Said the second man, "Yes, who wrote that? Oscar Wilde maybe?"

Said the third man, "I do believe the sculpture whispered those very words into my ear late last night."

"Last night?" said the first man, a bit puzzled.

"The gallery was closed, wasn't it?" asked the second.

The third man smiled. "Indeed it was. But here's a little secret you gents are sure to appreciate." He twittered and leaned forward. "I'm currently nailing the artist. Yes. Giving her a little inspiration every Thursday night. Been fucking her once a week for, oh, the last six months now. And my wife is none the wiser. It's a splendid arrangement. Most amazing lay I ever had."

The other two turned red, shook, spat, sputtered with fury, then in a fit of animal rage they suddenly rushed their dear friend, swinging their arms like teenaged boys in a parking lot brawl. During this embarrassing melee one of them must have accidentally knocked into the sculpture because the thing started to wobble back and forth, creaking like an old ship in high seas, and when they saw that it might topple over and crush them, the men--bloody, bruised, panting--pressed up against the far wall and cringed.

In an attempt to balance itself, the sculpture raised its massive arms and clung to one of the hot water pipes hanging from the ceiling. From two perfectly symmetrical holes in its head, it emitted a low hiss like a mighty beast awakened from a short and restless slumber.

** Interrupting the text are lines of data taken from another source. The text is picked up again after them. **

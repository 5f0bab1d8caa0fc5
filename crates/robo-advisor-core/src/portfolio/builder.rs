use chrono::{DateTime, Utc};
use rust_decimal::{Decimal, RoundingStrategy};
use rust_decimal_macros::dec;
use serde::{Deserialize, Serialize};
use std::collections::BTreeMap;

use super::ledger::{apply_transaction, revalue, TransactionRequest};
use super::model::{Portfolio, TransactionKind};
use crate::error::AdvisorError;
use crate::risk_profile::AssetClassAllocation;
use crate::types::{Allocation, InvestmentGoal, Money, RiskLevel, CASH_SYMBOL};
use crate::AdvisorResult;

/// Default fund universe behind each asset class, with in-class weights.
pub const STOCK_FUNDS: [(&str, Decimal); 2] = [("VTI", dec!(0.60)), ("VXUS", dec!(0.40))];
pub const BOND_FUNDS: [(&str, Decimal); 2] = [("BND", dec!(0.70)), ("BNDX", dec!(0.30))];

const SHARE_DP: u32 = 6;

#[derive(Debug, Clone, Serialize, Deserialize)]
pub struct CreatePortfolioRequest {
    #[serde(default)]
    pub name: Option<String>,
    pub risk_level: RiskLevel,
    pub investment_goals: Vec<InvestmentGoal>,
    pub recommended_allocation: AssetClassAllocation,
    /// Falls back to the configured default when absent.
    #[serde(default)]
    pub initial_investment: Option<Money>,
    /// Pick fund weights from the efficient frontier instead of the fixed split.
    #[serde(default)]
    pub optimize: bool,
}

/// Spread a stock/bond/cash split over the default fund universe.
pub fn etf_allocation(classes: &AssetClassAllocation) -> AdvisorResult<Allocation> {
    let mut fractions: BTreeMap<String, Decimal> = BTreeMap::new();
    for (symbol, w) in STOCK_FUNDS {
        fractions.insert(symbol.to_string(), classes.stocks * w);
    }
    for (symbol, w) in BOND_FUNDS {
        fractions.insert(symbol.to_string(), classes.bonds * w);
    }
    fractions.insert(CASH_SYMBOL.to_string(), classes.cash);
    fractions.retain(|_, f| !f.is_zero());
    Allocation::new(fractions)
}

/// Fund a new portfolio: one deposit, then buys towards `target` at
/// `prices`. Share counts round down so the buys never exceed the deposit;
/// the remainder stays in cash.
pub fn build_portfolio(
    id: String,
    req: &CreatePortfolioRequest,
    target: Allocation,
    initial_investment: Money,
    prices: &BTreeMap<String, Money>,
    now: DateTime<Utc>,
) -> AdvisorResult<Portfolio> {
    if initial_investment < Decimal::ZERO {
        return Err(AdvisorError::invalid_parameter(
            "initial_investment",
            "Must be non-negative",
        ));
    }
    if req.investment_goals.is_empty() {
        return Err(AdvisorError::validation(
            "investment_goals",
            "At least one goal is required",
        ));
    }
    let total = req.recommended_allocation.total();
    if (total - Decimal::ONE).abs() > crate::types::ALLOCATION_TOLERANCE {
        return Err(AdvisorError::invalid_parameter(
            "recommended_allocation",
            format!("Fractions sum to {total}, expected 1.0"),
        ));
    }

    let mut portfolio = Portfolio {
        id,
        name: req.name.clone(),
        version: 0,
        risk_level: req.risk_level,
        investment_goals: req.investment_goals.clone(),
        target_allocation: target.clone(),
        total_value: Decimal::ZERO,
        cash_balance: Decimal::ZERO,
        assets: Vec::new(),
        transactions: Vec::new(),
        created_at: now,
        updated_at: now,
        last_rebalanced: None,
    };

    if initial_investment.is_zero() {
        return Ok(portfolio);
    }

    apply_transaction(
        &mut portfolio,
        &TransactionRequest::cash(TransactionKind::Deposit, initial_investment)
            .with_note("Initial investment"),
        now,
    )?;

    for symbol in target.invested_symbols() {
        let price = prices
            .get(&symbol)
            .copied()
            .ok_or_else(|| AdvisorError::not_found("Price", symbol.clone()))?;
        if price <= Decimal::ZERO {
            return Err(AdvisorError::invalid_parameter(
                format!("prices.{symbol}"),
                "Price must be positive",
            ));
        }
        let budget = initial_investment * target.get(&symbol);
        let shares = (budget / price).round_dp_with_strategy(SHARE_DP, RoundingStrategy::ToZero);
        if shares.is_zero() {
            continue;
        }
        apply_transaction(
            &mut portfolio,
            &TransactionRequest::trade(TransactionKind::Buy, &symbol, shares, price)
                .with_note("Initial allocation"),
            now,
        )?;
    }

    revalue(&mut portfolio, prices);
    log::info!(
        "built portfolio {} ({}) with {} holdings",
        portfolio.id,
        portfolio.risk_level,
        portfolio.assets.len()
    );
    Ok(portfolio)
}

#[cfg(test)]
mod tests {
    use super::*;
    use crate::risk_profile::recommended_allocation;

    fn prices() -> BTreeMap<String, Money> {
        [("VTI", dec!(250)), ("VXUS", dec!(60)), ("BND", dec!(72)), ("BNDX", dec!(49))]
            .iter()
            .map(|(k, v)| (k.to_string(), *v))
            .collect()
    }

    fn request() -> CreatePortfolioRequest {
        CreatePortfolioRequest {
            name: Some("Core".into()),
            risk_level: RiskLevel::Moderate,
            investment_goals: vec![InvestmentGoal::WealthGrowth],
            recommended_allocation: recommended_allocation(RiskLevel::Moderate),
            initial_investment: None,
            optimize: false,
        }
    }

    #[test]
    fn test_etf_split() {
        let a = etf_allocation(&recommended_allocation(RiskLevel::Moderate)).unwrap();
        assert_eq!(a.get("VTI"), dec!(0.36));
        assert_eq!(a.get("VXUS"), dec!(0.24));
        assert_eq!(a.get("BND"), dec!(0.21));
        assert_eq!(a.get("BNDX"), dec!(0.09));
        assert_eq!(a.get("CASH"), dec!(0.10));
        assert_eq!(a.total(), Decimal::ONE);
    }

    #[test]
    fn test_build_invests_and_keeps_invariant() {
        let req = request();
        let target = etf_allocation(&req.recommended_allocation).unwrap();
        let p = build_portfolio("id".into(), &req, target, dec!(100000), &prices(), Utc::now()).unwrap();
        assert_eq!(p.assets.len(), 4);
        assert_eq!(p.total_value, p.computed_total());
        assert!((p.total_value - dec!(100000)).abs() < dec!(0.05));
        assert!(p.cash_balance >= dec!(10000));
        assert_eq!(p.transactions[0].kind, TransactionKind::Deposit);
        assert_eq!(p.transactions.len(), 5);
        let alloc_sum: Decimal = p.assets.iter().map(|a| a.allocation).sum::<Decimal>()
            + p.cash_balance / p.total_value;
        assert!((alloc_sum - Decimal::ONE).abs() < dec!(0.000001));
    }

    #[test]
    fn test_missing_price() {
        let req = request();
        let target = etf_allocation(&req.recommended_allocation).unwrap();
        let mut px = prices();
        px.remove("BNDX");
        let err = build_portfolio("id".into(), &req, target, dec!(1000), &px, Utc::now()).unwrap_err();
        assert!(matches!(err, AdvisorError::NotFound { .. }));
    }

    #[test]
    fn test_zero_investment_is_empty() {
        let req = request();
        let target = etf_allocation(&req.recommended_allocation).unwrap();
        let p = build_portfolio("id".into(), &req, target, Decimal::ZERO, &prices(), Utc::now()).unwrap();
        assert!(p.transactions.is_empty());
        assert_eq!(p.current_allocation(), p.target_allocation);
    }
}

The men felt their minds struggling to escape the tar pits of drunkenness, and even though they tried very hard somehow they were unable to muster up enough sobriety to scream. Could it be that one of those degenerate artists tossed a pill into the punch bowl, a tab of acid, a drop of mescaline? So! this was why those artists were so peculiar, why they wasted their days conjuring up frivolous phantasms--they were never fully in control of their own minds, their frontal lobes forever saturated in hallucinogenic substances.

The sculpture regarded the men with what seemed like amusement. "You!" it shouted. "Stand here. No! Here beside me. Accompany me into the next room."

Utterly stupefied by this horrific and ridiculous vision, the men could only nod and do as they were told, hoping the other guests might be able to talk them down, assure them that they were the victims of a sick practical joke, an ambulance was on the way, stomachs would be pumped, blood transfusions performed, arrests made, lawsuits filed, criminals brought to justice. But if drugs were indeed to blame for this surreal spectacle--and of course they were--why did the room shake and thunder, why did the other guests scream and scatter in every direction?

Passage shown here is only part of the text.